The Cenozoic deposits have gas-prone Type III and II kerogen, with up to 2.5% TOC locally. However, clay products of feldspar decomposition greatly degrade their permeability, especially at basal levels. Reservoir-quality sandstone facies are found largely near the top of this unit, where migration routes from below and the seal above may be inadequate. The Cenozoic deposits thus seem to be predominantly caprock, perhaps with some secondary exploration targets.

Stratigraphic and sedimentological studies indicate the Triassic-Jurassic source rocks were deposited in a broad shelfal basin encompassing this entire region and beyond. However, the Cretaceous basin was confined to western Haida Gwaii and northwestern Vancouver Island, with uplands to the east shedding detritus. Western Queen Charlotte Sound was probably part of the same Cretaceous basin, while eastern Queen Charlotte Sound and Hecate Strait largely lost their pre-existing source rocks and received few, non-marine, Cretaceous deposits.
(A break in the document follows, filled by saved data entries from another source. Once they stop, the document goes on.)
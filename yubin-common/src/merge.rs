//! Merging address groups into directory shards
//!
//! Merges take values and return values: callers always hold the latest
//! shard. The kana dictionary travels with the shard and is rebuilt after
//! every mutation.

use crate::diagnostics::Diagnostics;
use crate::kana::KanaDictionary;
use crate::model::{shard_prefix, Address, AddressGroup, Directory};
use std::collections::BTreeMap;
use tracing::{debug, warn};

impl AddressGroup {
    /// Whether `other` may be merged into this group
    pub fn can_merge(&self, other: &AddressGroup) -> bool {
        self.prefix() == other.prefix() && self.prefecture == other.prefecture
    }

    /// Fold `incoming` into this group
    ///
    /// **Algorithm:**
    /// 1. Guard: differing shard prefix or prefecture → return `self` unchanged
    /// 2. Incoming address already present by identity: its kana fills the
    ///    existing address's empty kana fields, nothing else changes
    /// 3. A new address without town kana borrows city/town kana from an
    ///    existing sibling with the same (city, town)
    /// 4. Replenish remaining empty kana from `dict`, then append
    ///
    /// Populated fields of existing addresses are never overwritten.
    pub fn merge(mut self, incoming: AddressGroup, dict: &KanaDictionary) -> AddressGroup {
        if !self.can_merge(&incoming) {
            warn!(
                zip_code = %self.zip_code,
                incoming_zip_code = %incoming.zip_code,
                prefecture = %self.prefecture,
                incoming_prefecture = %incoming.prefecture,
                "Merge skipped: prefix or prefecture mismatch"
            );
            return self;
        }

        for mut address in incoming.addresses {
            if let Some(existing) = self.addresses.iter_mut().find(|a| a.same_place(&address)) {
                fill_missing_kana(existing, address);
                continue;
            }
            if address.town_kana.is_empty() {
                if let Some(sibling) = self
                    .addresses
                    .iter()
                    .find(|a| a.city == address.city && a.town == address.town)
                {
                    address.city_kana = sibling.city_kana.clone();
                    address.town_kana = sibling.town_kana.clone();
                }
            }
            self.addresses.push(dict.replenish(address));
        }
        self
    }
}

/// Copy each kana reading of `incoming` into the matching empty field of `existing`
fn fill_missing_kana(existing: &mut Address, incoming: Address) {
    for (target, source) in [
        (&mut existing.city_kana, incoming.city_kana),
        (&mut existing.town_kana, incoming.town_kana),
        (&mut existing.street_kana, incoming.street_kana),
        (&mut existing.address_kana, incoming.address_kana),
        (&mut existing.office_kana, incoming.office_kana),
    ] {
        if target.is_empty() && !source.is_empty() {
            *target = source;
        }
    }
}

impl Directory {
    /// Merge one group into the shard
    ///
    /// New zip codes are replenished and inserted (key appended in first-seen
    /// order); existing ones go through [`AddressGroup::merge`]. Merging the
    /// same group twice changes nothing.
    pub fn merge(self, group: AddressGroup) -> Directory {
        let mut diag = Diagnostics::default();
        self.merge_counted(group, &mut diag)
    }

    /// [`Directory::merge`], recording duplicate keys and guard violations
    pub fn merge_counted(mut self, group: AddressGroup, diag: &mut Diagnostics) -> Directory {
        if shard_prefix(&group.zip_code) != self.prefix() {
            warn!(
                shard = %self.prefix(),
                zip_code = %group.zip_code,
                "Group does not belong to this shard"
            );
            diag.guard_violations += 1;
            return self;
        }

        let zip_code = group.zip_code.clone();
        let merged = match self.groups.remove(&zip_code) {
            Some(existing) => {
                debug!(zip_code = %zip_code, "Duplicate key, merging addresses");
                diag.duplicate_keys += 1;
                if !existing.can_merge(&group) {
                    diag.guard_violations += 1;
                }
                existing.merge(group, &self.dictionary)
            }
            None => self.dictionary.replenish_group(group),
        };
        self.groups.insert(zip_code.clone(), merged);
        if !self.keys.contains(&zip_code) {
            self.keys.push(zip_code);
        }
        self.rebuild_dictionary();
        self
    }

    /// Merge a batch of groups in order
    pub fn merge_all(self, groups: impl IntoIterator<Item = AddressGroup>, diag: &mut Diagnostics) -> Directory {
        groups
            .into_iter()
            .fold(self, |dir, group| dir.merge_counted(group, diag))
    }

    /// Combine persisted shard contents with groups staged in memory
    ///
    /// Persisted entries are the merge target, staged entries the incoming
    /// side. Keys come out sorted by zip code. Staged groups refused by the
    /// merge guard are counted in `diag`.
    pub fn from_persisted(
        prefix: impl Into<String>,
        persisted: BTreeMap<String, AddressGroup>,
        staged: &Directory,
        diag: &mut Diagnostics,
    ) -> Directory {
        let mut dir = Directory::new(prefix);
        dir.groups = persisted;
        dir.rebuild_dictionary();

        for group in staged.iter() {
            let merged = match dir.groups.remove(&group.zip_code) {
                Some(existing) => {
                    if !existing.can_merge(group) {
                        diag.guard_violations += 1;
                    }
                    existing.merge(group.clone(), &dir.dictionary)
                }
                None => dir.dictionary.replenish_group(group.clone()),
            };
            dir.groups.insert(group.zip_code.clone(), merged);
        }

        dir.keys = dir.groups.keys().cloned().collect();
        dir.rebuild_dictionary();
        dir
    }

    /// Shard whose contents are exactly `groups`, keys sorted
    pub fn from_groups(prefix: impl Into<String>, groups: BTreeMap<String, AddressGroup>) -> Directory {
        Directory::from_persisted(prefix, groups, &Directory::default(), &mut Diagnostics::default())
    }

    fn rebuild_dictionary(&mut self) {
        // keys may still be empty while a persisted shard is being assembled
        self.dictionary = if self.keys.len() == self.groups.len() {
            KanaDictionary::from_groups(self.iter())
        } else {
            KanaDictionary::from_groups(self.groups.values())
        };
    }
}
Cenozoic caprock, with thickness variable block to block, then blanketed Hecate Strait and Queen Charlotte Sound.

Western Queen Charlotte Sound should thus contain a favourable source-reservoir-seal stack. Gravity data also indicate a great thickness of undrilled low-density (sedimentary?) rocks is present beneath western Queen Charlotte Sound but not elsewhere in the Queen Charlotte Basin.

Caprock-breaching faults are sparser in Queen Charlotte Sound than in northern parts of the basin; the Queen Charlotte Basin is not overpressured. Regional geological and geophysical correlations suggest the major Mesozoic block-fault networks were reactivated in the Cenozoic. Seismic and gravity data show the fault-bounded Cenozoic depocenters and raised blocks to be comparatively broad in western Queen Charlotte Sound.

The caveats are several. Cretaceous rocks, deposited near their provenance areas, tend to be petrologically immature, and secondary porosity in them may be hard to predict. Buried source rocks beneath the deepest depocenters may be overmature. Some traps may be breached by Neogene faults: one offshore well encountered oil staining, suggesting oil passed through these Cenozoic rocks and escaped. A major influence on local hydrocarbon-maturation levels on Haida Gwaii is proximity to the mostly Jurassic and Cenozoic igneous plutons. Similar potential-field anomalies suggest massive igneous bodies may be present beneath eastern Queen Charlotte Sound, and correlations with mainland igneous suites of the Anahim Volcanic Belt put their age at Miocene. The pluton-related(?) magnetic anomalies do not seem to significantly extent into western Queen Charlotte Sound.